##### DATA #####
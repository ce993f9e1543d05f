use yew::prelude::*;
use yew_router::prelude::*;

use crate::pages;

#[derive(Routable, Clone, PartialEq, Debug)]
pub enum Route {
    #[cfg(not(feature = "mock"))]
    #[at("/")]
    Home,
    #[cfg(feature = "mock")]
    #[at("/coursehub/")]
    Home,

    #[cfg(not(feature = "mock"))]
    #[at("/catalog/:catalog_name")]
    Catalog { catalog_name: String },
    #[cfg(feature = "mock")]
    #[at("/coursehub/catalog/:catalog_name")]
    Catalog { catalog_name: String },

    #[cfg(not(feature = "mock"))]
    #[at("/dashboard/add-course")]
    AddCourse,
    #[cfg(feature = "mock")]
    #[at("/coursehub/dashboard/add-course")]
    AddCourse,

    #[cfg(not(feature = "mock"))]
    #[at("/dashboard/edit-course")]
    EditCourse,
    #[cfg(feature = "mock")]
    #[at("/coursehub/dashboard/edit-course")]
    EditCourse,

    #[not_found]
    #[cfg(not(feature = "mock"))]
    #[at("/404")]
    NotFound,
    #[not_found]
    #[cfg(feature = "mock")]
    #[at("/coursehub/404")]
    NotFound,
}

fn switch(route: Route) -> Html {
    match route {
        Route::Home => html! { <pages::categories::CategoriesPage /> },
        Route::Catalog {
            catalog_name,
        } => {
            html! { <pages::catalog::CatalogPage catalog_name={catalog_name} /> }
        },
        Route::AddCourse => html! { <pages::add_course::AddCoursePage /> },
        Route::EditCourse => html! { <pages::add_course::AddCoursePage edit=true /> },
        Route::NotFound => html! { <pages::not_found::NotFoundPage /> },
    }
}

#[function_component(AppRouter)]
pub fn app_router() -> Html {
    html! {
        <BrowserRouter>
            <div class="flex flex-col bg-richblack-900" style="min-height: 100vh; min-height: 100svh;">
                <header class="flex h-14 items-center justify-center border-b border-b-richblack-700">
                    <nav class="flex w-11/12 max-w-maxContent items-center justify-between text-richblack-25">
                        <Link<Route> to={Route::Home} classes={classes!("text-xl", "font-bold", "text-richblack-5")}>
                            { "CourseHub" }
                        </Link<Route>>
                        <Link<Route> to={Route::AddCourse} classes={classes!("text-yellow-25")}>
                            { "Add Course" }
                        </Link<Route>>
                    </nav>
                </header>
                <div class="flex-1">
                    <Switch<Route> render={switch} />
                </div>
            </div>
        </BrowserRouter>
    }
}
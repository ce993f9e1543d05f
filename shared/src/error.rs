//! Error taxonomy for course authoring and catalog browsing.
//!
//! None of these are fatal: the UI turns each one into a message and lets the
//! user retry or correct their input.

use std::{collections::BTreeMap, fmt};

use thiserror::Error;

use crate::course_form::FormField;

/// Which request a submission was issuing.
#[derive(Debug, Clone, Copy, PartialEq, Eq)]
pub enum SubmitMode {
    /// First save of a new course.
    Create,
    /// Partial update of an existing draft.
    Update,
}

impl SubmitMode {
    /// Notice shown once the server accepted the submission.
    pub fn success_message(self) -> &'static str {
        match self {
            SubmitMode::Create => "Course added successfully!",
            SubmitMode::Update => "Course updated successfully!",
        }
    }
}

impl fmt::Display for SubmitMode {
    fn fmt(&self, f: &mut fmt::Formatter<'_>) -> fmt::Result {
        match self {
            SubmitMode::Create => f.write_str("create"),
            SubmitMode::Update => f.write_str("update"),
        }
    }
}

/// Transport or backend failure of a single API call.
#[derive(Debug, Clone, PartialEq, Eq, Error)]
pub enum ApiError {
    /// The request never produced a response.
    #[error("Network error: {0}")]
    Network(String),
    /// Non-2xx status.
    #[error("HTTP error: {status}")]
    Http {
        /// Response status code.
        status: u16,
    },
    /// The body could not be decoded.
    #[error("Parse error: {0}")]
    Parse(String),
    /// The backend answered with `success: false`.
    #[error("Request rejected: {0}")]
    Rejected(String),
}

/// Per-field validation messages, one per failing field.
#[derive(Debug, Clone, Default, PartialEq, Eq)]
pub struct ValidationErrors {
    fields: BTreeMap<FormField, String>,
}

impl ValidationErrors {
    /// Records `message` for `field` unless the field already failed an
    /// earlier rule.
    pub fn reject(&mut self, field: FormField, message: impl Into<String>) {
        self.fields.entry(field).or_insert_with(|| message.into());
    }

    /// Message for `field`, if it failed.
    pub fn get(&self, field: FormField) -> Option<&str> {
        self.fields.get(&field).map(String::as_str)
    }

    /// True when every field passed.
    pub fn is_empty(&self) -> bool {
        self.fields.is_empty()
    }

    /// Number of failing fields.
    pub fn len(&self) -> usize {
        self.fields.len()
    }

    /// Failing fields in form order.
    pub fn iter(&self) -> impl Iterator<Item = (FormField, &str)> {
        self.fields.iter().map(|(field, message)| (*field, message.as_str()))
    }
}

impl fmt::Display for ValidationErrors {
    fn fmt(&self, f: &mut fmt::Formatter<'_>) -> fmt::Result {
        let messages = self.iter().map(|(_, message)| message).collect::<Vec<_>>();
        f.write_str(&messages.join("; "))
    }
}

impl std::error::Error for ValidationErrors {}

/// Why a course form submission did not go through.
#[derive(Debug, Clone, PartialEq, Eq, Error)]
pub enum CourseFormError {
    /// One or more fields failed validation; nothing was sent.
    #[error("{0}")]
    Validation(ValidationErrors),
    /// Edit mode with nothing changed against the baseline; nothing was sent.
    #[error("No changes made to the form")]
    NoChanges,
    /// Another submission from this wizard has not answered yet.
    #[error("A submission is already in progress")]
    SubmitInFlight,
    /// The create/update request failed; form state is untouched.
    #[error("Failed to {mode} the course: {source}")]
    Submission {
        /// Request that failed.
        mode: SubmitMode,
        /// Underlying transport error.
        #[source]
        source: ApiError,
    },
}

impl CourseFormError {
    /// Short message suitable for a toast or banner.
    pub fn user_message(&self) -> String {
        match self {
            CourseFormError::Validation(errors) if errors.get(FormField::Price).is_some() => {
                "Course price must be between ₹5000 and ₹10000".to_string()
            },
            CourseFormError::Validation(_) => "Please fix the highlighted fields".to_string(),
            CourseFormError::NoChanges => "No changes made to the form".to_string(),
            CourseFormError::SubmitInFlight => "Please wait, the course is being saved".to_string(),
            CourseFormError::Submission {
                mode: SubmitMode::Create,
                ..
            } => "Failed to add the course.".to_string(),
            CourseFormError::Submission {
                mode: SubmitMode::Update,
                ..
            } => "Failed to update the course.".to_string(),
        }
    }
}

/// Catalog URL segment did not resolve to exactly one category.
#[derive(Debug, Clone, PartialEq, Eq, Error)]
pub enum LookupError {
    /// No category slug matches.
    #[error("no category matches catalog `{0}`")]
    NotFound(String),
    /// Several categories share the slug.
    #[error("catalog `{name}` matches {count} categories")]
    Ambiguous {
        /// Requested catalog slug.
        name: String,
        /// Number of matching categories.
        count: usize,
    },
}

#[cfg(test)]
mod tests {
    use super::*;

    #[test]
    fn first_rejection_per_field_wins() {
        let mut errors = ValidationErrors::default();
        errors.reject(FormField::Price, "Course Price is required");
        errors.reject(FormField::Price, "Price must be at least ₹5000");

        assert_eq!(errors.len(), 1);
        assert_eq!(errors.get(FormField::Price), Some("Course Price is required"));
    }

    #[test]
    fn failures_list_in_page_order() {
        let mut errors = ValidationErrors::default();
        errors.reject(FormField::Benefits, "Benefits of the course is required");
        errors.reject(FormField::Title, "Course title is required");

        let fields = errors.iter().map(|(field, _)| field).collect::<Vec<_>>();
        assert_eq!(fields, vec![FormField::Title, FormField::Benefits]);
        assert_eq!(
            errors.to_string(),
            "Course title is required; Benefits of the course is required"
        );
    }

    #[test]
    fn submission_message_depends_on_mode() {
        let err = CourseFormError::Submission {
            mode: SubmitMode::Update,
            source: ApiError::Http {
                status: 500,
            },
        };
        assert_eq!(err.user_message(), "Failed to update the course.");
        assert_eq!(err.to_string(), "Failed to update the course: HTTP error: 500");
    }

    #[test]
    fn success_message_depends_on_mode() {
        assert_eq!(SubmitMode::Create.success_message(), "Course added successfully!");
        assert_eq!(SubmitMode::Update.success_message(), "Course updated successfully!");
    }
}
#####
DIRECTIONS FOR THIS TASK - Go over the data above and copy every line that has the word "dashboard" in it.

SOLUTION FOR THIS PROBLEM -
    #[at("/dashboard/add-course")]
    #[at("/coursehub/dashboard/add-course")]
    #[at("/dashboard/edit-course")]
    #[at("/coursehub/dashboard/edit-course")]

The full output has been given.